Insécurité : il ne suffit pas de s’agiter, Monsieur Valls

Tribunes libres / 17 novembre 2012 / Mots-clés : , /

Editorial de Steeve Briois, Secrétaire Général du Front National (16 novembre 2012)

Intervention surréaliste du ministre de l’Intérieur à la tribune de l’Assemblée nationale ce mercredi : « C’est vous qui avez échoué. L’esbroufe, c’est vous ! L’échec, c’est vous ! La hausse de la délinquance, c’est vous ! Les suppressions de postes de policiers et de gendarmes, c’est vous ! Le retour du terrorisme dans ce pays, c’est vous ! La division des Français, c’est vous ! Vous n’avez pas protégé les Français ! »

Sur la forme, il s’agit d’un vrai dérapage, indigne d’un ministre. Celui-ci a d’ailleurs été recadré par le Président de la République et a présenté ses excuses. Dont acte.

Sur le fond, c’est très lacunaire : les socialistes sont autant responsables que l’UMP du délitement du service public de la Sécurité. Et l’esbroufe sarkozyste en la matière – incontestable – n’est que le dernier avatar de la faillite de notre système de sûreté publique, à laquelle les gouvernements de droite comme de gauche ont également contribué.

La Corse en est le plus bel exemple.
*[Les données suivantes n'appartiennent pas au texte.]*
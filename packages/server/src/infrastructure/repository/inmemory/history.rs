//! InMemory History Repository 実装
//!
//! ドメイン層が定義する `HistoryRepository` trait の具体的な実装。
//! ルームごとに `VecDeque` を追記専用ログとして使用します。
//!
//! ## 保持期間
//!
//! 保持件数を超えた古いエントリは追記時に削除されます。削除後も
//! `latest_sequence` は最大値を保持するため、ルームが再作成されても
//! シーケンス番号が巻き戻ることはありません。

use std::collections::{HashMap, VecDeque};

use async_trait::async_trait;
use tokio::sync::Mutex;

use crate::domain::{HistoryError, HistoryRepository, Message, RoomId, Sequence};

#[derive(Default)]
struct RoomLog {
    entries: VecDeque<Message>,
    high_water: Sequence,
    /// ルーム固有の保持件数（`None` ならストアのデフォルト）
    retention: Option<Option<usize>>,
}

/// インメモリ History Repository 実装
pub struct InMemoryHistoryStore {
    rooms: Mutex<HashMap<RoomId, RoomLog>>,
    default_retention: Option<usize>,
}

impl InMemoryHistoryStore {
    /// 新しい InMemoryHistoryStore を作成
    ///
    /// `default_retention` はルームごとの保持件数（`None` は無制限）
    pub fn new(default_retention: Option<usize>) -> Self {
        Self {
            rooms: Mutex::new(HashMap::new()),
            default_retention: default_retention.filter(|limit| *limit > 0),
        }
    }

    /// 保持中のエントリ数
    pub async fn retained(&self, room: &RoomId) -> usize {
        let rooms = self.rooms.lock().await;
        rooms.get(room).map_or(0, |log| log.entries.len())
    }
}

#[async_trait]
impl HistoryRepository for InMemoryHistoryStore {
    async fn append(&self, message: &Message) -> Result<(), HistoryError> {
        let mut rooms = self.rooms.lock().await;
        let log = rooms.entry(message.room.clone()).or_default();

        let expected = log.high_water.next();
        if message.sequence != expected {
            return Err(HistoryError::SequenceConflict {
                room: message.room.as_str().to_string(),
                expected: expected.value(),
                actual: message.sequence.value(),
            });
        }

        log.entries.push_back(message.clone());
        log.high_water = message.sequence;

        let retention = log.retention.unwrap_or(self.default_retention);
        if let Some(limit) = retention {
            while log.entries.len() > limit {
                log.entries.pop_front();
            }
        }
        Ok(())
    }

    async fn range(
        &self,
        room: &RoomId,
        from_exclusive: Sequence,
        limit: usize,
    ) -> Result<Vec<Message>, HistoryError> {
        let rooms = self.rooms.lock().await;
        let Some(log) = rooms.get(room) else {
            return Ok(Vec::new());
        };
        if from_exclusive >= log.high_water {
            return Ok(Vec::new());
        }

        // エントリは連番なので、開始位置は先頭のシーケンスから計算できる
        let start = match log.entries.front() {
            Some(oldest) if from_exclusive >= oldest.sequence => {
                (from_exclusive.value() - oldest.sequence.value() + 1) as usize
            }
            _ => 0,
        };
        Ok(log
            .entries
            .iter()
            .skip(start)
            .take(limit)
            .cloned()
            .collect())
    }

    async fn latest_sequence(&self, room: &RoomId) -> Result<Sequence, HistoryError> {
        let rooms = self.rooms.lock().await;
        Ok(rooms.get(room).map_or(Sequence::ZERO, |log| log.high_water))
    }

    async fn set_retention(&self, room: &RoomId, limit: Option<usize>) -> Result<(), HistoryError> {
        let mut rooms = self.rooms.lock().await;
        let log = rooms.entry(room.clone()).or_default();
        let limit = limit.filter(|l| *l > 0);
        log.retention = Some(limit);
        if let Some(limit) = limit {
            while log.entries.len() > limit {
                log.entries.pop_front();
            }
        }
        Ok(())
    }
}

#[cfg(test)]
mod tests {
    use super::*;
    use crate::domain::{MessageKind, Timestamp, UserId};
    use serde_json::json;

    // ========================================
    // テスト作業記録
    // ========================================
    // 【何をテストするか】
    // - append: 連番の追記、連番でない追記の拒否
    // - range: 昇順での取得、範囲外指定時の空結果、冪等な読み取り
    // - 保持件数による削除と latest_sequence の維持
    // ========================================

    fn room() -> RoomId {
        RoomId::new("lobby".to_string()).unwrap()
    }

    fn message(seq: u64) -> Message {
        Message::new(
            room(),
            Sequence::new(seq),
            UserId::new("alice".to_string()).unwrap(),
            MessageKind::Chat,
            json!({ "n": seq }),
            Timestamp::new(seq as i64),
        )
    }

    async fn store_with(count: u64, retention: Option<usize>) -> InMemoryHistoryStore {
        let store = InMemoryHistoryStore::new(retention);
        for seq in 1..=count {
            store.append(&message(seq)).await.unwrap();
        }
        store
    }

    fn sequences(messages: &[Message]) -> Vec<u64> {
        messages.iter().map(|m| m.sequence.value()).collect()
    }

    #[tokio::test]
    async fn test_range_returns_ascending_after_cursor() {
        // テスト項目: range は from_exclusive より後を昇順で返す
        // given (前提条件):
        let store = store_with(5, None).await;

        // when (操作):
        let result = store.range(&room(), Sequence::new(2), 10).await.unwrap();

        // then (期待する結果):
        assert_eq!(sequences(&result), vec![3, 4, 5]);
    }

    #[tokio::test]
    async fn test_range_respects_limit() {
        // テスト項目: range は limit 件までしか返さない
        // given (前提条件):
        let store = store_with(5, None).await;

        // when (操作):
        let result = store.range(&room(), Sequence::ZERO, 2).await.unwrap();

        // then (期待する結果):
        assert_eq!(sequences(&result), vec![1, 2]);
    }

    #[tokio::test]
    async fn test_range_at_or_beyond_latest_is_empty() {
        // テスト項目: 最新以上の from_exclusive では空の結果（エラーではない）
        // given (前提条件):
        let store = store_with(3, None).await;

        // when (操作):
        let at_latest = store.range(&room(), Sequence::new(3), 10).await.unwrap();
        let beyond = store.range(&room(), Sequence::new(99), 10).await.unwrap();

        // then (期待する結果):
        assert!(at_latest.is_empty());
        assert!(beyond.is_empty());
    }

    #[tokio::test]
    async fn test_range_of_unknown_room_is_empty() {
        // テスト項目: 記録のないルームの range は空
        // given (前提条件):
        let store = InMemoryHistoryStore::new(None);

        // when (操作):
        let result = store.range(&room(), Sequence::ZERO, 10).await.unwrap();

        // then (期待する結果):
        assert!(result.is_empty());
        assert_eq!(store.latest_sequence(&room()).await.unwrap(), Sequence::ZERO);
    }

    #[tokio::test]
    async fn test_append_rejects_gap() {
        // テスト項目: 連番にならない追記は SequenceConflict で拒否される
        // given (前提条件):
        let store = store_with(2, None).await;

        // when (操作):
        let result = store.append(&message(4)).await;

        // then (期待する結果):
        assert_eq!(
            result,
            Err(HistoryError::SequenceConflict {
                room: "lobby".to_string(),
                expected: 3,
                actual: 4
            })
        );
        assert_eq!(store.latest_sequence(&room()).await.unwrap(), Sequence::new(2));
    }

    #[tokio::test]
    async fn test_retention_purges_oldest_but_keeps_high_water() {
        // テスト項目: 保持件数を超えた古いエントリが削除され、最大値は維持される
        // given (前提条件):
        let store = store_with(5, Some(2)).await;

        // when (操作):
        let result = store.range(&room(), Sequence::ZERO, 10).await.unwrap();

        // then (期待する結果):
        assert_eq!(sequences(&result), vec![4, 5]);
        assert_eq!(store.retained(&room()).await, 2);
        assert_eq!(store.latest_sequence(&room()).await.unwrap(), Sequence::new(5));
    }

    #[tokio::test]
    async fn test_room_retention_overrides_default() {
        // テスト項目: ルーム単位の保持件数がデフォルトより優先される
        // given (前提条件):
        let store = InMemoryHistoryStore::new(Some(100));
        store.set_retention(&room(), Some(1)).await.unwrap();

        // when (操作):
        for seq in 1..=3 {
            store.append(&message(seq)).await.unwrap();
        }

        // then (期待する結果):
        assert_eq!(store.retained(&room()).await, 1);
    }

    #[tokio::test]
    async fn test_range_is_idempotent() {
        // テスト項目: 同じ range を 2 回読んでも同じ結果になる
        // given (前提条件):
        let store = store_with(4, None).await;

        // when (操作):
        let first = store.range(&room(), Sequence::ZERO, 10).await.unwrap();
        let second = store.range(&room(), Sequence::ZERO, 10).await.unwrap();

        // then (期待する結果):
        assert_eq!(first, second);
        assert_eq!(sequences(&first), vec![1, 2, 3, 4]);
    }
}
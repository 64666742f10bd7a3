//! Server state shared by the HTTP and WebSocket handlers.

use std::sync::Arc;

use crate::usecase::RealtimeHub;

use super::event_handler::EventHandler;

/// Shared application state
pub struct AppState {
    /// RealtimeHub（リアルタイム層のアプリケーション API）
    pub hub: Arc<RealtimeHub>,
    /// EventHandler（受信フレームを処理するアプリケーションのハンドラ）
    pub handler: Arc<dyn EventHandler>,
}
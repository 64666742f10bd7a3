//! HTTP API response DTOs.

use hiroba_shared::protocol::MessageFrame;
use serde::{Deserialize, Serialize};

#[derive(Debug, Clone, PartialEq, Eq, Serialize, Deserialize)]
pub struct RoomSummaryDto {
    pub id: String,
    pub members: usize,
    pub sequence: u64,
    pub explicit: bool,
}

#[derive(Debug, Clone, PartialEq, Eq, Serialize, Deserialize)]
pub struct MemberDto {
    pub connection_id: String,
    pub user_id: String,
}

#[derive(Debug, Clone, PartialEq, Eq, Serialize, Deserialize)]
pub struct PresenceDto {
    pub user_id: String,
    pub online: bool,
    /// RFC 3339 (JST)
    pub changed_at: String,
}

#[derive(Debug, Clone, PartialEq, Eq, Serialize, Deserialize)]
pub struct RoomDetailDto {
    pub id: String,
    pub sequence: u64,
    pub members: Vec<MemberDto>,
    pub presence: Vec<PresenceDto>,
}

#[derive(Debug, Clone, PartialEq, Serialize, Deserialize)]
pub struct HistoryDto {
    pub room: String,
    pub messages: Vec<MessageFrame>,
}
//! Infrastructure layer: concrete state owners and adapters behind the
//! domain traits.

pub mod directory;
pub mod dto;
pub mod identity;
pub mod registry;
pub mod repository;
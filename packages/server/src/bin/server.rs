//! Hiroba real-time server.
//!
//! Run with:
//! ```not_rust
//! cargo run --bin hiroba-server
//! cargo run --bin hiroba-server -- --host 0.0.0.0 --port 3000 --token s3cret=alice
//! ```

use std::{collections::HashMap, sync::Arc, time::Duration};

use clap::Parser;
use hiroba_server::{
    config::{BackpressurePolicy, RealtimeConfig},
    domain::UserId,
    infrastructure::{identity::TokenTableResolver, repository::InMemoryHistoryStore},
    ui::{RoomEventHandler, Server},
    usecase::RealtimeHub,
};
use hiroba_shared::{logger::setup_logger, time::SystemClock};

#[derive(Parser, Debug)]
#[command(name = "hiroba-server")]
#[command(about = "Real-time rooms, presence, and history over WebSocket", long_about = None)]
struct Args {
    /// Host address to bind the server to
    #[arg(short = 'H', long, default_value = "127.0.0.1")]
    host: String,

    /// Port number to bind the server to
    #[arg(short = 'p', long, default_value = "8080")]
    port: u16,

    /// Maximum number of concurrent connections
    #[arg(long, default_value = "1024")]
    max_connections: usize,

    /// Allow at most one connection per user
    #[arg(long)]
    single_session: bool,

    /// Per-connection outbound queue length
    #[arg(long, default_value = "256")]
    outbound_capacity: usize,

    /// What to do when a connection's outbound queue is full
    #[arg(long, value_enum, default_value = "drop-oldest")]
    backpressure: BackpressurePolicy,

    /// Messages kept per room (0 keeps everything)
    #[arg(long, default_value = "1000")]
    history_retention: usize,

    /// Remove connections silent for this many seconds
    #[arg(long, default_value = "300")]
    idle_timeout_secs: u64,

    /// Keep empty rooms for this many seconds before evicting them
    #[arg(long, default_value = "60")]
    room_grace_secs: u64,

    /// Idle sweep period in seconds
    #[arg(long, default_value = "15")]
    sweep_interval_secs: u64,

    /// Require rooms to be created before they can be joined
    #[arg(long)]
    no_implicit_rooms: bool,

    /// Do not publish presence transitions into rooms
    #[arg(long)]
    no_presence_events: bool,

    /// Accepted token, as TOKEN=USER (repeatable). Without any, the token is
    /// used as the user id.
    #[arg(long = "token", value_parser = parse_token)]
    tokens: Vec<(String, UserId)>,

    /// Default log level when RUST_LOG is not set
    #[arg(long, default_value = "debug")]
    log_level: String,
}

impl Args {
    fn realtime_config(&self) -> RealtimeConfig {
        RealtimeConfig {
            max_connections: self.max_connections,
            single_session: self.single_session,
            outbound_capacity: self.outbound_capacity,
            backpressure: self.backpressure,
            history_retention: Some(self.history_retention).filter(|limit| *limit > 0),
            idle_timeout: Duration::from_secs(self.idle_timeout_secs),
            room_grace_period: Duration::from_secs(self.room_grace_secs),
            sweep_interval: Duration::from_secs(self.sweep_interval_secs.max(1)),
            implicit_rooms: !self.no_implicit_rooms,
            presence_events: !self.no_presence_events,
        }
    }
}

fn parse_token(value: &str) -> Result<(String, UserId), String> {
    let (token, user) = value
        .split_once('=')
        .ok_or_else(|| format!("expected TOKEN=USER, got '{}'", value))?;
    if token.is_empty() {
        return Err("token must not be empty".to_string());
    }
    let user = UserId::new(user.to_string()).map_err(|e| e.to_string())?;
    Ok((token.to_string(), user))
}

#[tokio::main]
async fn main() {
    let args = Args::parse();

    // Initialize tracing
    setup_logger(env!("CARGO_BIN_NAME"), &args.log_level);

    // Initialize dependencies in order:
    // 1. Collaborators (history store, identity resolver, clock)
    // 2. RealtimeHub
    // 3. Server
    let config = args.realtime_config();
    tracing::info!("Starting with {:?}", config);

    // 1. Create collaborators
    let history = Arc::new(InMemoryHistoryStore::new(config.history_retention));
    let resolver = if args.tokens.is_empty() {
        tracing::warn!("No --token given: any token is accepted as the user id");
        TokenTableResolver::passthrough()
    } else {
        TokenTableResolver::new(args.tokens.into_iter().collect::<HashMap<_, _>>())
    };

    // 2. Create RealtimeHub
    let hub = Arc::new(RealtimeHub::new(
        config,
        Arc::new(resolver),
        history,
        Arc::new(SystemClock),
    ));

    // 3. Create and run the server
    let server = Server::new(hub, Arc::new(RoomEventHandler));
    if let Err(e) = server.run(args.host, args.port).await {
        tracing::error!("Server error: {}", e);
        std::process::exit(1);
    }
}
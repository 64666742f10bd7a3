//! HTTP and WebSocket handlers.

mod http;
mod websocket;

use axum::http::StatusCode;

use crate::domain::RealtimeError;

pub use http::{get_room_detail, get_room_history, get_rooms, get_stats, health_check};
pub use websocket::websocket_handler;

/// HTTP status for an error returned before or outside a WebSocket session
pub(crate) fn status_for(err: &RealtimeError) -> StatusCode {
    match err {
        RealtimeError::Unauthorized(_) => StatusCode::UNAUTHORIZED,
        RealtimeError::DuplicateSession(_) => StatusCode::CONFLICT,
        RealtimeError::CapacityExceeded { .. } => StatusCode::SERVICE_UNAVAILABLE,
        RealtimeError::InvalidInput(_) | RealtimeError::ProtocolViolation(_) => {
            StatusCode::BAD_REQUEST
        }
        RealtimeError::RoomNotFound(_) | RealtimeError::ConnectionGone(_) => StatusCode::NOT_FOUND,
        RealtimeError::HistoryTruncated { .. } => StatusCode::GONE,
        RealtimeError::PersistenceFailure(_) => StatusCode::INTERNAL_SERVER_ERROR,
    }
}
//! Repository trait 定義
//!
//! ドメイン層が必要とする永続化のインターフェースを定義します。
//! 具体的な実装は Infrastructure 層が提供します（依存性の逆転）。

use async_trait::async_trait;

use super::{HistoryError, Message, RoomId, Sequence};

/// History Repository trait
///
/// ルームごとの追記専用ログ。Broadcaster は配信前に必ず `append` を呼び、
/// 再接続したクライアントは `range` で取りこぼしを取得します。
///
/// ## 契約
///
/// - `append` はリトライしない（リトライ方針は呼び出し側の責務）
/// - `range` はシーケンス番号の昇順で返す
/// - `from_exclusive` が最新以上なら空の Vec を返す（エラーではない）
/// - `latest_sequence` は保持期間による削除後も最大値を保持する
#[cfg_attr(test, mockall::automock)]
#[async_trait]
pub trait HistoryRepository: Send + Sync {
    /// メッセージを追記
    async fn append(&self, message: &Message) -> Result<(), HistoryError>;

    /// `from_exclusive` より後のメッセージを最大 `limit` 件取得
    async fn range(
        &self,
        room: &RoomId,
        from_exclusive: Sequence,
        limit: usize,
    ) -> Result<Vec<Message>, HistoryError>;

    /// ルームで記録済みの最大シーケンス番号（未記録なら 0）
    async fn latest_sequence(&self, room: &RoomId) -> Result<Sequence, HistoryError>;

    /// ルーム単位の保持件数を設定（`None` は無制限）
    ///
    /// 保持件数を扱わないストアはデフォルト実装のまま無視してよい
    async fn set_retention(&self, _room: &RoomId, _limit: Option<usize>) -> Result<(), HistoryError> {
        Ok(())
    }
}
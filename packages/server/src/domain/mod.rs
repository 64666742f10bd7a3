//! Domain layer: value objects, entities, and the collaborator traits the
//! real-time core depends on.

pub mod entity;
pub mod error;
pub mod identity;
pub mod presence;
pub mod repository;
pub mod value_object;

pub use entity::{Message, MessageKind, PresenceRecord, PresenceState};
pub use error::{HistoryError, IdentityError, RealtimeError, ValidationError};
pub use identity::{ConnectRequest, IdentityResolver};
pub use presence::{PresenceDiff, derive_online_users, diff_presence};
pub use repository::HistoryRepository;
pub use value_object::{ConnectionId, RoomId, Sequence, Timestamp, UserId};

#[cfg(test)]
pub use repository::MockHistoryRepository;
Depuis combien de décennies entendons-nous, quelle que soit la couleur politique du gouvernement, que l’état de droit doit être restauré, que les lois de la République doivent s’appliquer partout, que la mobilisation des services de l’Etat doit être totale, et autres formules pré-écrites qui ne coûtent rien ? Résultat : une moyenne de 33 assassinats annuels ces 10 dernières années. Que rien n’enraye.

La réalité est qu’en Corse, il se passe la même chose qu’à Marseille, à Grenoble et dans des centaines d’endroits en France : des bandes criminelles, de type mafieux, profitent de l’affaissement de la volonté politique de combattre le crime organisé. Ces bandes bénéficient de la mansuétude des autorités, qui ont trop longtemps préféré des accommodements locaux plutôt que de mettre des moyens politiques et financiers au rétablissement de l’ordre républicain. Aujourd’hui, ce sont les Corses et l’ensemble des Français qui en font les frais.

Manuel Valls doit annoncer une série de mesures concernant la Corse, qui pourraient être étendues à d’autres zones. L’air martial est connu, reste pour la chanson à être à la hauteur des attentes immenses des Français. Nous ne demandons qu’à être étonnés.